I just want to say one other thing. I don’t underestimate the toxicity. There’s a lot more toxicity even for single-agent PD-1 than people appreciate. It’s not a free lunch. There are a few patients who get very significant toxicities where they land up in ICUs [intensive care units] or they’re on thyroid replacement for the rest of their life. You know, these are part of it and it’s a little bit more with the IPI, but not that much more.
John L. Marshall, MD: We all get a lot of pressure in the microsatellite stable patient or all of our patients to just try a little immune therapy. Is there any role for this? Should we just try it because maybe even in MSS you’ll get a response?

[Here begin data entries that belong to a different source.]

//! Release management on top of a [`ReleaseApi`].

use std::path::{Path, PathBuf};

use tokio_util::sync::CancellationToken;
use tracing::{debug, info};

use crate::domain::error::{ReleaseError, Result};
use crate::domain::{
    AssetChanges, NewRelease, Release, ReleaseAsset, ReleaseChanges, ReleaseSelector,
};
use crate::obs;
use crate::tracker::ReleaseApi;

/// Create, read, update and delete releases of one repository.
///
/// Requests are validated before any remote call. Releases named by the
/// caller must exist; absence is [`ReleaseError::NotFound`].
pub struct Releaser<A: ReleaseApi> {
    api: A,
}

impl<A: ReleaseApi> Releaser<A> {
    pub fn new(api: A) -> Self {
        Self { api }
    }

    pub fn api(&self) -> &A {
        &self.api
    }

    pub async fn get(&self, selector: &ReleaseSelector) -> Result<Release> {
        let release = match selector {
            ReleaseSelector::Id(id) => self.api.get_release(*id).await?,
            ReleaseSelector::Tag(tag) => self.api.get_release_by_tag(tag).await?,
        };
        release.ok_or_else(|| ReleaseError::not_found("release", selector))
    }

    /// All releases, newest first.
    pub async fn list(&self) -> Result<Vec<Release>> {
        self.api.list_releases().await
    }

    /// Create `new` and upload its assets in order.
    pub async fn create(&self, new: &NewRelease, cancel: &CancellationToken) -> Result<Release> {
        ensure_tag_name(&new.tag_name)?;
        ensure_assets_exist(&new.assets)?;

        let mut release = self.api.create_release(new).await?;
        info!(id = release.id, tag = %release.tag_name, "release created");

        for path in &new.assets {
            if cancel.is_cancelled() {
                return Err(ReleaseError::Cancelled);
            }
            let asset = self.upload(&release, path).await?;
            release.assets.push(asset);
        }
        Ok(release)
    }

    /// Apply `changes` to the selected release, then its asset changes.
    pub async fn update(
        &self,
        selector: &ReleaseSelector,
        changes: &ReleaseChanges,
        assets: &AssetChanges,
        cancel: &CancellationToken,
    ) -> Result<Release> {
        if let Some(tag) = &changes.tag_name {
            ensure_tag_name(tag)?;
        }
        ensure_assets_exist(&assets.add)?;

        let current = self.get(selector).await?;
        let mut release = if changes.is_empty() {
            current
        } else {
            self.api
                .update_release(current.id, changes)
                .await?
                .ok_or_else(|| ReleaseError::not_found("release", selector))?
        };

        if assets.clear_existing {
            let existing = self
                .api
                .list_assets(release.id)
                .await?
                .unwrap_or_default();
            for asset in existing {
                if cancel.is_cancelled() {
                    return Err(ReleaseError::Cancelled);
                }
                self.api.delete_asset(asset.id).await?;
                debug!(asset = %asset.name, "asset deleted");
            }
            release.assets.clear();
        }

        for path in &assets.add {
            if cancel.is_cancelled() {
                return Err(ReleaseError::Cancelled);
            }
            if assets.overwrite_existing && !assets.clear_existing {
                let name = asset_name(path)?;
                if let Some(existing) = release.find_asset(&name).cloned() {
                    self.api.delete_asset(existing.id).await?;
                    release.assets.retain(|a| a.id != existing.id);
                    debug!(asset = %existing.name, "existing asset replaced");
                }
            }
            let asset = self.upload(&release, path).await?;
            release.assets.push(asset);
        }
        Ok(release)
    }

    pub async fn delete(&self, selector: &ReleaseSelector) -> Result<()> {
        let release = self.get(selector).await?;
        if !self.api.delete_release(release.id).await? {
            return Err(ReleaseError::not_found("release", selector));
        }
        info!(id = release.id, tag = %release.tag_name, "release deleted");
        Ok(())
    }

    async fn upload(&self, release: &Release, path: &Path) -> Result<ReleaseAsset> {
        let name = asset_name(path)?;
        let data = tokio::fs::read(path).await?;
        let asset = self.api.upload_asset(release, &name, data).await?;
        obs::emit_asset_uploaded(release.id, &asset.name, asset.size);
        Ok(asset)
    }
}

fn ensure_tag_name(tag: &str) -> Result<()> {
    if tag.trim().is_empty() {
        return Err(ReleaseError::Configuration(
            "tag name must not be empty".to_string(),
        ));
    }
    Ok(())
}

fn ensure_assets_exist(paths: &[PathBuf]) -> Result<()> {
    for path in paths {
        if !path.is_file() {
            return Err(ReleaseError::Configuration(format!(
                "asset file {} does not exist",
                path.display()
            )));
        }
    }
    Ok(())
}

fn asset_name(path: &Path) -> Result<String> {
    path.file_name()
        .map(|n| n.to_string_lossy().into_owned())
        .ok_or_else(|| {
            ReleaseError::Configuration(format!("{} has no file name", path.display()))
        })
}
//! Tracing initialisation for ghrelease binaries.
//!
//! Call [`init_tracing`] once at program start. Later calls are ignored.

use tracing::Level;
use tracing_subscriber::layer::SubscriberExt;
use tracing_subscriber::util::SubscriberInitExt;
use tracing_subscriber::{fmt, EnvFilter};

/// Install the global subscriber.
///
/// * `json`: emit newline-delimited JSON log lines.
/// * `level`: verbosity when `RUST_LOG` is not set.
///
/// Logs go to stderr so generated notes on stdout stay clean.
pub fn init_tracing(json: bool, level: Level) {
    let env_filter =
        EnvFilter::try_from_default_env().unwrap_or_else(|_| EnvFilter::new(level.as_str()));

    if json {
        tracing_subscriber::registry()
            .with(env_filter)
            .with(
                fmt::layer()
                    .with_target(false)
                    .with_writer(std::io::stderr)
                    .json(),
            )
            .try_init()
            .ok();
    } else {
        tracing_subscriber::registry()
            .with(env_filter)
            .with(fmt::layer().with_target(false).with_writer(std::io::stderr))
            .try_init()
            .ok();
    }
}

Howard S. Hochster, MD, FACP: No.
Tanios S. Bekaii-Saab, MD: Outside of a clinical trial, the answer is an absolute no. The likelihood of a response in a patient with MSS and tumor mutational burden low—we have to emphasize the TMB component—because you can have some non—MSI-high, TMB-high that could eligible for immune therapy. The likelihood of response is 0%. In fact, I’d say minus 10% because you get the added toxicity, the false hope, and the cost. And I think it’s detrimental to patients, especially when they reach a time in their life when they should actually move on to the comfort care, hospice care level. So it’s an absolute no.